DATA SHOWN:
☆ ☆ ☆

//! N-gram keyword analysis over a batch of articles.
//!
//! Each [`NgramRun`] extracts the top keywords of every document, counts in
//! how many shared links each keyword appeared, drops rare keywords, and
//! writes `{strategy}{n}.json` to the data directory.

use crate::config::{AnalysisConfig, NgramRun};
use crate::keywords::KeywordExtractor;
use crate::models::{Document, KeywordCounts, Strategy};
use crate::outputs::json;
use crate::scrapers::extractor;
use futures::future::join_all;
use futures::stream::{self, StreamExt};
use itertools::Itertools;
use reqwest::Client;
use std::collections::HashMap;
use std::error::Error;
use std::path::Path;
use tracing::{debug, error, info, instrument, warn};

/// Lowercased keywords of one document, each counted once.
pub fn extract_keywords(text: &str, extractor: &KeywordExtractor) -> HashMap<String, u64> {
    extractor
        .extract(text)
        .into_iter()
        .map(|keyword| (keyword.text.to_lowercase(), 1))
        .collect()
}

/// Add `partial` counts into `into`.
pub fn merge_counts(into: &mut KeywordCounts, partial: HashMap<String, u64>) {
    for (keyword, count) in partial {
        *into.entry(keyword).or_insert(0) += count;
    }
}

/// Keep only keywords seen at least `min_count` times.
pub fn apply_threshold(counts: KeywordCounts, min_count: u64) -> KeywordCounts {
    counts
        .into_iter()
        .filter(|(_, count)| *count >= min_count)
        .collect()
}

/// Extract, aggregate and threshold keywords for one run over `documents`.
///
/// At most `config.concurrency` extractions run at once, each on the
/// blocking pool. A document's keywords count once per share. A document
/// whose extraction fails is logged and skipped.
#[instrument(level = "info", skip_all, fields(run = %run.output_name(), documents = documents.len()))]
pub async fn aggregate_keywords(
    run: NgramRun,
    documents: Vec<Document>,
    config: &AnalysisConfig,
) -> KeywordCounts {
    let extractor = KeywordExtractor::new(&config.language, run.ngram_size, config.dedup_threshold, run.top);

    let mut counts = KeywordCounts::new();
    let mut partials = stream::iter(documents)
        .map(|document| {
            let extractor = extractor.clone();
            async move {
                let url = document.url.clone();
                let shares = document.shares;
                let result =
                    tokio::task::spawn_blocking(move || extract_keywords(&document.text, &extractor))
                        .await;
                (url, shares, result)
            }
        })
        .buffer_unordered(config.concurrency.max(1));

    while let Some((url, shares, result)) = partials.next().await {
        match result {
            Ok(keywords) => {
                debug!(%url, shares, keywords = ?keywords.keys().sorted().collect::<Vec<_>>(), "Extracted keywords");
                let weighted = keywords
                    .into_iter()
                    .map(|(keyword, count)| (keyword, count * shares))
                    .collect();
                merge_counts(&mut counts, weighted);
            }
            Err(e) => error!(%url, error = %e, "Keyword extraction failed; skipping page"),
        }
    }

    let total = counts.len();
    let kept = apply_threshold(counts, config.min_count);
    info!(total, kept = kept.len(), min_count = config.min_count, "Aggregated keywords");
    kept
}

/// Run one n-gram analysis and write its output file.
#[instrument(level = "info", skip_all, fields(run = %run.output_name()))]
pub async fn run_ngram_analysis(
    run: NgramRun,
    documents: Vec<Document>,
    config: &AnalysisConfig,
    data_dir: &Path,
) -> Result<KeywordCounts, Box<dyn Error>> {
    let counts = aggregate_keywords(run, documents, config).await;
    json::write_json(data_dir, &run.output_name(), &counts).await?;
    Ok(counts)
}

/// Run every configured n-gram analysis over `links`.
///
/// Each distinct article page is fetched once, and only if a content run is
/// configured; a link shared several times still counts once per share.
/// Runs execute concurrently; a failed run is logged and does not stop the
/// others.
#[instrument(level = "info", skip_all, fields(links = links.len(), runs = config.runs.len()))]
pub async fn execute(client: &Client, links: &[String], config: &AnalysisConfig, data_dir: &Path) {
    let has_content_run = config.runs.iter().any(|r| r.strategy == Strategy::Content);
    let pages = if has_content_run {
        let distinct: Vec<String> = links.iter().unique().cloned().collect();
        extractor::fetch_documents(client, distinct, config.concurrency).await
    } else {
        Vec::new()
    };
    if has_content_run && pages.is_empty() && !links.is_empty() {
        warn!("No article contents available for content runs");
    }

    let analyses = config.runs.iter().map(|run| {
        let documents = extractor::documents_for(run.strategy, links, &pages);
        async move {
            let name = run.output_name();
            match run_ngram_analysis(*run, documents, config, data_dir).await {
                Ok(counts) => info!(run = %name, keywords = counts.len(), "N-gram analysis complete"),
                Err(e) => error!(run = %name, error = %e, "N-gram analysis failed"),
            }
        }
    });
    join_all(analyses).await;
}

☆ ☆ ☆

WHAT IS BEING ASKED: All of the entries above should be written out verbatim.

OUTPUT FOR THIS EXERCISE:
//! N-gram keyword analysis over a batch of articles.
//!
//! Each [`NgramRun`] extracts the top keywords of every document, counts in
//! how many shared links each keyword appeared, drops rare keywords, and
//! writes `{strategy}{n}.json` to the data directory.

use crate::config::{AnalysisConfig, NgramRun};
use crate::keywords::KeywordExtractor;
use crate::models::{Document, KeywordCounts, Strategy};
use crate::outputs::json;
use crate::scrapers::extractor;
use futures::future::join_all;
use futures::stream::{self, StreamExt};
use itertools::Itertools;
use reqwest::Client;
use std::collections::HashMap;
use std::error::Error;
use std::path::Path;
use tracing::{debug, error, info, instrument, warn};

/// Lowercased keywords of one document, each counted once.
pub fn extract_keywords(text: &str, extractor: &KeywordExtractor) -> HashMap<String, u64> {
    extractor
        .extract(text)
        .into_iter()
        .map(|keyword| (keyword.text.to_lowercase(), 1))
        .collect()
}

/// Add `partial` counts into `into`.
pub fn merge_counts(into: &mut KeywordCounts, partial: HashMap<String, u64>) {
    for (keyword, count) in partial {
        *into.entry(keyword).or_insert(0) += count;
    }
}

/// Keep only keywords seen at least `min_count` times.
pub fn apply_threshold(counts: KeywordCounts, min_count: u64) -> KeywordCounts {
    counts
        .into_iter()
        .filter(|(_, count)| *count >= min_count)
        .collect()
}

/// Extract, aggregate and threshold keywords for one run over `documents`.
///
/// At most `config.concurrency` extractions run at once, each on the
/// blocking pool. A document's keywords count once per share. A document
/// whose extraction fails is logged and skipped.
#[instrument(level = "info", skip_all, fields(run = %run.output_name(), documents = documents.len()))]
pub async fn aggregate_keywords(
    run: NgramRun,
    documents: Vec<Document>,
    config: &AnalysisConfig,
) -> KeywordCounts {
    let extractor = KeywordExtractor::new(&config.language, run.ngram_size, config.dedup_threshold, run.top);

    let mut counts = KeywordCounts::new();
    let mut partials = stream::iter(documents)
        .map(|document| {
            let extractor = extractor.clone();
            async move {
                let url = document.url.clone();
                let shares = document.shares;
                let result =
                    tokio::task::spawn_blocking(move || extract_keywords(&document.text, &extractor))
                        .await;
                (url, shares, result)
            }
        })
        .buffer_unordered(config.concurrency.max(1));

    while let Some((url, shares, result)) = partials.next().await {
        match result {
            Ok(keywords) => {
                debug!(%url, shares, keywords = ?keywords.keys().sorted().collect::<Vec<_>>(), "Extracted keywords");
                let weighted = keywords
                    .into_iter()
                    .map(|(keyword, count)| (keyword, count * shares))
                    .collect();
                merge_counts(&mut counts, weighted);
            }
            Err(e) => error!(%url, error = %e, "Keyword extraction failed; skipping page"),
        }
    }

    let total = counts.len();
    let kept = apply_threshold(counts, config.min_count);
    info!(total, kept = kept.len(), min_count = config.min_count, "Aggregated keywords");
    kept
}

/// Run one n-gram analysis and write its output file.
#[instrument(level = "info", skip_all, fields(run = %run.output_name()))]
pub async fn run_ngram_analysis(
    run: NgramRun,
    documents: Vec<Document>,
    config: &AnalysisConfig,
    data_dir: &Path,
) -> Result<KeywordCounts, Box<dyn Error>> {
    let counts = aggregate_keywords(run, documents, config).await;
    json::write_json(data_dir, &run.output_name(), &counts).await?;
    Ok(counts)
}

/// Run every configured n-gram analysis over `links`.
///
/// Each distinct article page is fetched once, and only if a content run is
/// configured; a link shared several times still counts once per share.
/// Runs execute concurrently; a failed run is logged and does not stop the
/// others.
#[instrument(level = "info", skip_all, fields(links = links.len(), runs = config.runs.len()))]
pub async fn execute(client: &Client, links: &[String], config: &AnalysisConfig, data_dir: &Path) {
    let has_content_run = config.runs.iter().any(|r| r.strategy == Strategy::Content);
    let pages = if has_content_run {
        let distinct: Vec<String> = links.iter().unique().cloned().collect();
        extractor::fetch_documents(client, distinct, config.concurrency).await
    } else {
        Vec::new()
    };
    if has_content_run && pages.is_empty() && !links.is_empty() {
        warn!("No article contents available for content runs");
    }

    let analyses = config.runs.iter().map(|run| {
        let documents = extractor::documents_for(run.strategy, links, &pages);
        async move {
            let name = run.output_name();
            match run_ngram_analysis(*run, documents, config, data_dir).await {
                Ok(counts) => info!(run = %name, keywords = counts.len(), "N-gram analysis complete"),
                Err(e) => error!(run = %name, error = %e, "N-gram analysis failed"),
            }
        }
    });
    join_all(analyses).await;
}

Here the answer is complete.